Today is the 11th annual Transgender Day of Remembrance. A list of those who are known to have been murdered because of bigotry and fear during 2009 can be found here and a list of events marking the day worldwide is here.
I’m useless at writing about such things, but here’s Gwendolyn Ann Smith, who started the TDOR project, and here’s a very powerful video.
That was very sobering. 🙁
I’m sorry if this is a stupid question, but I don’t know this. Why so many in Brazil, compared to elsewhere around the world? Is there some combination of problems in that country that leads to so many murders of transgendered persons?
Vy:
I have Brazilian readers who can probably answer that better than I can, but my guess would be that Brazil has a combination of high tolerance for trans people in many areas of society, which encourages them to be more open, combined with a large degree of religious intolerance in other areas. It is also a very large country with a big population.

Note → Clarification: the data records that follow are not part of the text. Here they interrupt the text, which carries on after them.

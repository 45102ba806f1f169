use serde::{Deserialize, Serialize};
use thiserror::Error;

pub type Result<T> = std::result::Result<T, VendingError>;

pub type BoxError = Box<dyn std::error::Error + Send + Sync>;

/// Why a request could not be authenticated.
#[derive(Error, Debug, Clone, PartialEq, Eq)]
pub enum AuthFailure {
    #[error("missing authorization token")]
    MissingCredentials,
    #[error("account username/password is incorrect")]
    InvalidCredentials,
    #[error("invalid token: {0}")]
    InvalidToken(String),
    #[error("session has been revoked")]
    RevokedSession,
}

#[derive(Error, Debug)]
pub enum VendingError {
    #[error("validation error: {0}")]
    ValidationError(String),
    #[error("{entity} not found: {key}")]
    NotFound { entity: &'static str, key: String },
    #[error("forbidden: {0}")]
    Forbidden(String),
    #[error("username already taken: {0}")]
    DuplicateIdentity(String),
    #[error("there is already an active session for {0}")]
    SessionConflict(String),
    #[error("insufficient funds: required {required}, available {available}")]
    InsufficientFunds { required: u64, available: u64 },
    #[error("insufficient stock: requested {requested}, available {available}")]
    InsufficientStock { requested: u64, available: u64 },
    #[error("coin not accepted: {0}")]
    InvalidCoin(i64),
    #[error("authentication failed: {0}")]
    AuthError(#[from] AuthFailure),
    #[error("storage error: {0}")]
    StorageError(#[source] BoxError),
}

/// Stable, machine-checkable error category exposed to callers.
#[derive(Debug, Clone, Copy, PartialEq, Eq, Hash, Serialize, Deserialize)]
#[serde(rename_all = "snake_case")]
pub enum ErrorCode {
    ValidationError,
    NotFound,
    Forbidden,
    Conflict,
    InsufficientFunds,
    InsufficientStock,
    InvalidCoin,
    AuthError,
    InternalError,
}

impl VendingError {
    pub fn not_found(entity: &'static str, key: impl Into<String>) -> Self {
        Self::NotFound {
            entity,
            key: key.into(),
        }
    }

    /// Wraps a plain message as an opaque storage failure.
    pub fn storage(message: impl Into<String>) -> Self {
        let message: String = message.into();
        Self::StorageError(message.into())
    }

    pub fn code(&self) -> ErrorCode {
        match self {
            Self::ValidationError(_) => ErrorCode::ValidationError,
            Self::NotFound { .. } => ErrorCode::NotFound,
            Self::Forbidden(_) => ErrorCode::Forbidden,
            Self::DuplicateIdentity(_) | Self::SessionConflict(_) => ErrorCode::Conflict,
            Self::InsufficientFunds { .. } => ErrorCode::InsufficientFunds,
            Self::InsufficientStock { .. } => ErrorCode::InsufficientStock,
            Self::InvalidCoin(_) => ErrorCode::InvalidCoin,
            Self::AuthError(_) => ErrorCode::AuthError,
            Self::StorageError(_) => ErrorCode::InternalError,
        }
    }

    /// Human-readable message safe to hand back to a caller.
    ///
    /// Storage failures are collapsed into a generic message so that no
    /// backend detail leaks out; everything else uses its `Display` form.
    pub fn public_message(&self) -> String {
        match self {
            Self::StorageError(_) => "failed to process the request".to_string(),
            other => other.to_string(),
        }
    }
}

impl From<serde_json::Error> for VendingError {
    fn from(err: serde_json::Error) -> Self {
        Self::StorageError(Box::new(err))
    }
}

impl From<std::io::Error> for VendingError {
    fn from(err: std::io::Error) -> Self {
        Self::StorageError(Box::new(err))
    }
}

impl From<csv::Error> for VendingError {
    fn from(err: csv::Error) -> Self {
        Self::StorageError(Box::new(err))
    }
}

#[cfg(feature = "storage-rocksdb")]
impl From<rocksdb::Error> for VendingError {
    fn from(err: rocksdb::Error) -> Self {
        Self::StorageError(Box::new(err))
    }
}

#[cfg(test)]
mod tests {
    use super::*;

    #[test]
    fn test_conflicts_share_a_code() {
        assert_eq!(
            VendingError::DuplicateIdentity("bob".into()).code(),
            ErrorCode::Conflict
        );
        assert_eq!(
            VendingError::SessionConflict("bob".into()).code(),
            ErrorCode::Conflict
        );
    }

    #[test]
    fn test_storage_errors_are_opaque() {
        let err = VendingError::storage("column family `users` not found");
        assert_eq!(err.code(), ErrorCode::InternalError);
        assert!(!err.public_message().contains("column family"));
    }

    #[test]
    fn test_auth_failures_convert() {
        let err: VendingError = AuthFailure::RevokedSession.into();
        assert_eq!(err.code(), ErrorCode::AuthError);
        assert_eq!(
            err.public_message(),
            "authentication failed: session has been revoked"
        );
    }

    #[test]
    fn test_error_code_serialization() {
        let json = serde_json::to_string(&ErrorCode::InsufficientFunds).unwrap();
        assert_eq!(json, "\"insufficient_funds\"");
    }
}
use crate::domain::ports::{ProductStore, SessionStore, Stores, UserStore};
use crate::domain::product::Product;
use crate::domain::session::Session;
use crate::domain::user::User;
use crate::error::{Result, VendingError};
use async_trait::async_trait;
use chrono::{DateTime, Utc};
use rocksdb::{ColumnFamily, ColumnFamilyDescriptor, DB, Direction, IteratorMode, Options, WriteBatch};
use serde::Serialize;
use serde::de::DeserializeOwned;
use std::path::Path;
use std::sync::Arc;
use tokio::sync::Mutex;

/// Column Family for user documents, keyed by username.
pub const CF_USERS: &str = "users";
/// Column Family for product documents, keyed by product id.
pub const CF_PRODUCTS: &str = "products";
/// Column Family for sessions, keyed by `username \0 token`.
pub const CF_SESSIONS: &str = "sessions";

const KEY_SEPARATOR: u8 = 0;

/// A persistent store implementation using RocksDB.
///
/// Handles users, products and sessions in separate Column Families. Values
/// are JSON documents. Read-modify-write sequences are serialized through an
/// async mutex so that compare-and-swap and insert-if-absent stay atomic.
///
/// This struct is thread-safe (`Clone` shares the underlying `Arc<DB>`).
#[derive(Clone)]
pub struct RocksDBStore {
    db: Arc<DB>,
    write_lock: Arc<Mutex<()>>,
}

impl RocksDBStore {
    /// Opens or creates a RocksDB instance at the specified path.
    ///
    /// Ensures that the `users`, `products` and `sessions` column families exist.
    pub fn open<P: AsRef<Path>>(path: P) -> Result<Self> {
        let mut opts = Options::default();
        opts.create_if_missing(true);
        opts.create_missing_column_families(true);

        let descriptors = [CF_USERS, CF_PRODUCTS, CF_SESSIONS]
            .into_iter()
            .map(|name| ColumnFamilyDescriptor::new(name, Options::default()));

        let db = DB::open_cf_descriptors(&opts, path, descriptors)?;

        Ok(Self {
            db: Arc::new(db),
            write_lock: Arc::new(Mutex::new(())),
        })
    }

    /// Exposes this database as the three collections a machine needs.
    pub fn stores(&self) -> Stores {
        Stores {
            users: Arc::new(self.clone()),
            products: Arc::new(self.clone()),
            sessions: Arc::new(self.clone()),
        }
    }

    fn cf(&self, name: &str) -> Result<&ColumnFamily> {
        self.db
            .cf_handle(name)
            .ok_or_else(|| VendingError::storage(format!("column family `{name}` not found")))
    }

    fn read<T: DeserializeOwned>(&self, cf_name: &str, key: &[u8]) -> Result<Option<T>> {
        let cf = self.cf(cf_name)?;
        match self.db.get_cf(cf, key)? {
            Some(bytes) => Ok(Some(serde_json::from_slice(&bytes)?)),
            None => Ok(None),
        }
    }

    fn write<T: Serialize>(&self, cf_name: &str, key: &[u8], value: &T) -> Result<()> {
        let cf = self.cf(cf_name)?;
        let bytes = serde_json::to_vec(value)?;
        self.db.put_cf(cf, key, bytes)?;
        Ok(())
    }

    fn delete(&self, cf_name: &str, key: &[u8]) -> Result<()> {
        let cf = self.cf(cf_name)?;
        self.db.delete_cf(cf, key)?;
        Ok(())
    }

    /// Collects every `(key, document)` pair whose key starts with `prefix`.
    fn scan<T: DeserializeOwned>(&self, cf_name: &str, prefix: &[u8]) -> Result<Vec<(Vec<u8>, T)>> {
        let cf = self.cf(cf_name)?;
        let mode = if prefix.is_empty() {
            IteratorMode::Start
        } else {
            IteratorMode::From(prefix, Direction::Forward)
        };

        let mut entries = Vec::new();
        for item in self.db.iterator_cf(cf, mode) {
            let (key, value) = item?;
            if !key.starts_with(prefix) {
                break;
            }
            entries.push((key.to_vec(), serde_json::from_slice(&value)?));
        }
        Ok(entries)
    }

    fn session_prefix(username: &str) -> Vec<u8> {
        let mut prefix = username.as_bytes().to_vec();
        prefix.push(KEY_SEPARATOR);
        prefix
    }

    fn session_key(session: &Session) -> Vec<u8> {
        let mut key = Self::session_prefix(&session.username);
        key.extend_from_slice(session.token.as_bytes());
        key
    }
}

#[async_trait]
impl UserStore for RocksDBStore {
    async fn insert(&self, user: User) -> Result<()> {
        let _guard = self.write_lock.lock().await;
        let key = user.username.as_bytes();
        if self.read::<User>(CF_USERS, key)?.is_some() {
            return Err(VendingError::DuplicateIdentity(user.username));
        }
        self.write(CF_USERS, key, &user)
    }

    async fn get(&self, username: &str) -> Result<Option<User>> {
        self.read(CF_USERS, username.as_bytes())
    }

    async fn compare_and_swap(&self, expected_version: u64, user: User) -> Result<bool> {
        let _guard = self.write_lock.lock().await;
        let key = user.username.as_bytes();
        match self.read::<User>(CF_USERS, key)? {
            Some(current) if current.version == expected_version => {
                self.write(CF_USERS, key, &user)?;
                Ok(true)
            }
            _ => Ok(false),
        }
    }

    async fn remove(&self, username: &str) -> Result<Option<User>> {
        let _guard = self.write_lock.lock().await;
        let existing = self.read::<User>(CF_USERS, username.as_bytes())?;
        if existing.is_some() {
            self.delete(CF_USERS, username.as_bytes())?;
        }
        Ok(existing)
    }

    async fn all(&self) -> Result<Vec<User>> {
        Ok(self
            .scan::<User>(CF_USERS, &[])?
            .into_iter()
            .map(|(_, user)| user)
            .collect())
    }
}

#[async_trait]
impl ProductStore for RocksDBStore {
    async fn insert(&self, product: Product) -> Result<()> {
        let _guard = self.write_lock.lock().await;
        let key = product.id.as_bytes();
        if self.read::<Product>(CF_PRODUCTS, key)?.is_some() {
            return Err(VendingError::storage(format!(
                "product id collision: {}",
                product.id
            )));
        }
        self.write(CF_PRODUCTS, key, &product)
    }

    async fn get(&self, id: &str) -> Result<Option<Product>> {
        self.read(CF_PRODUCTS, id.as_bytes())
    }

    async fn compare_and_swap(&self, expected_version: u64, product: Product) -> Result<bool> {
        let _guard = self.write_lock.lock().await;
        let key = product.id.as_bytes();
        match self.read::<Product>(CF_PRODUCTS, key)? {
            Some(current) if current.version == expected_version => {
                self.write(CF_PRODUCTS, key, &product)?;
                Ok(true)
            }
            _ => Ok(false),
        }
    }

    async fn remove(&self, id: &str) -> Result<Option<Product>> {
        let _guard = self.write_lock.lock().await;
        let existing = self.read::<Product>(CF_PRODUCTS, id.as_bytes())?;
        if existing.is_some() {
            self.delete(CF_PRODUCTS, id.as_bytes())?;
        }
        Ok(existing)
    }

    async fn all(&self) -> Result<Vec<Product>> {
        let mut products: Vec<Product> = self
            .scan::<Product>(CF_PRODUCTS, &[])?
            .into_iter()
            .map(|(_, product)| product)
            .collect();
        products.sort_by(|a, b| a.name.cmp(&b.name).then_with(|| a.id.cmp(&b.id)));
        Ok(products)
    }
}

#[async_trait]
impl SessionStore for RocksDBStore {
    async fn insert_if_none_active(&self, session: Session) -> Result<bool> {
        let _guard = self.write_lock.lock().await;
        let prefix = Self::session_prefix(&session.username);
        let history = self.scan::<Session>(CF_SESSIONS, &prefix)?;
        if history.iter().any(|(_, s)| s.is_active()) {
            return Ok(false);
        }
        self.write(CF_SESSIONS, &Self::session_key(&session), &session)?;
        Ok(true)
    }

    async fn find_active(&self, username: &str) -> Result<Option<Session>> {
        let prefix = Self::session_prefix(username);
        Ok(self
            .scan::<Session>(CF_SESSIONS, &prefix)?
            .into_iter()
            .map(|(_, session)| session)
            .find(Session::is_active))
    }

    async fn sessions_for(&self, username: &str) -> Result<Vec<Session>> {
        let prefix = Self::session_prefix(username);
        let mut sessions: Vec<Session> = self
            .scan::<Session>(CF_SESSIONS, &prefix)?
            .into_iter()
            .map(|(_, session)| session)
            .collect();
        sessions.sort_by_key(|s| s.created_at);
        Ok(sessions)
    }

    async fn deactivate_all(&self, username: &str, at: DateTime<Utc>) -> Result<usize> {
        let _guard = self.write_lock.lock().await;
        let cf = self.cf(CF_SESSIONS)?;
        let prefix = Self::session_prefix(username);

        let mut batch = WriteBatch::default();
        let mut revoked = 0;
        for (key, mut session) in self.scan::<Session>(CF_SESSIONS, &prefix)? {
            if session.revoke(at) {
                batch.put_cf(cf, key, serde_json::to_vec(&session)?);
                revoked += 1;
            }
        }
        self.db.write(batch)?;
        Ok(revoked)
    }

    async fn remove_all(&self, username: &str) -> Result<usize> {
        let _guard = self.write_lock.lock().await;
        let cf = self.cf(CF_SESSIONS)?;
        let prefix = Self::session_prefix(username);

        let mut batch = WriteBatch::default();
        let entries = self.scan::<Session>(CF_SESSIONS, &prefix)?;
        for (key, _) in &entries {
            batch.delete_cf(cf, key);
        }
        self.db.write(batch)?;
        Ok(entries.len())
    }

    async fn prune_inactive(&self, revoked_before: DateTime<Utc>) -> Result<usize> {
        let _guard = self.write_lock.lock().await;
        let cf = self.cf(CF_SESSIONS)?;

        let mut batch = WriteBatch::default();
        let mut pruned = 0;
        for (key, session) in self.scan::<Session>(CF_SESSIONS, &[])? {
            if session.revoked_before(revoked_before) {
                batch.delete_cf(cf, key);
                pruned += 1;
            }
        }
        self.db.write(batch)?;
        Ok(pruned)
    }
}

That makes a lot of sense, and sounds very plausible.
Two stories involving transpeople made the headlines during the last month here, more or less at the same time.
The first one on the national level: the governor of the Lazio Region, a married man, resigned from his post after he disclosed that he had been blackmailed by some carabinieri who had filmed his encounters with transgender prostitutes. There were hints of a much larger circle of prostitution and drugs, with many more big names and corrupt policemen pulling the strings.
Today one of the two sex workers has been found murdered in her home.
The other is less tragic, but still sad. There’s a district in the outskirts of Florence called Le Piagge. It’s a very poor area, far from the usual postcard images of Italian renaissance. There was a very peculiar catholic priest there, of the rare breed who love their neighbor even more than church doctrine. He was a voice for the poor and the oppressed, an unrelenting campaigner for social justice. Among other things, every year his community celebrated the TDOR with a candlelight and a memorial mass. Recently a couple asked him to marry them. They were already legally married since 1982, because post-op transsexuals have the right to marry in Italy, but they wanted to fulfil their dream and be married in church also.
He accepted, fully understanding the probable consequences, and has been suspended by the bishop and asked to leave the very next day.
Upon my memory.
In the vertex
of a delicate
comfort there’s
the luck that
remembers my
memory, and
this sadness, in
the life, appears
near a little
emotion.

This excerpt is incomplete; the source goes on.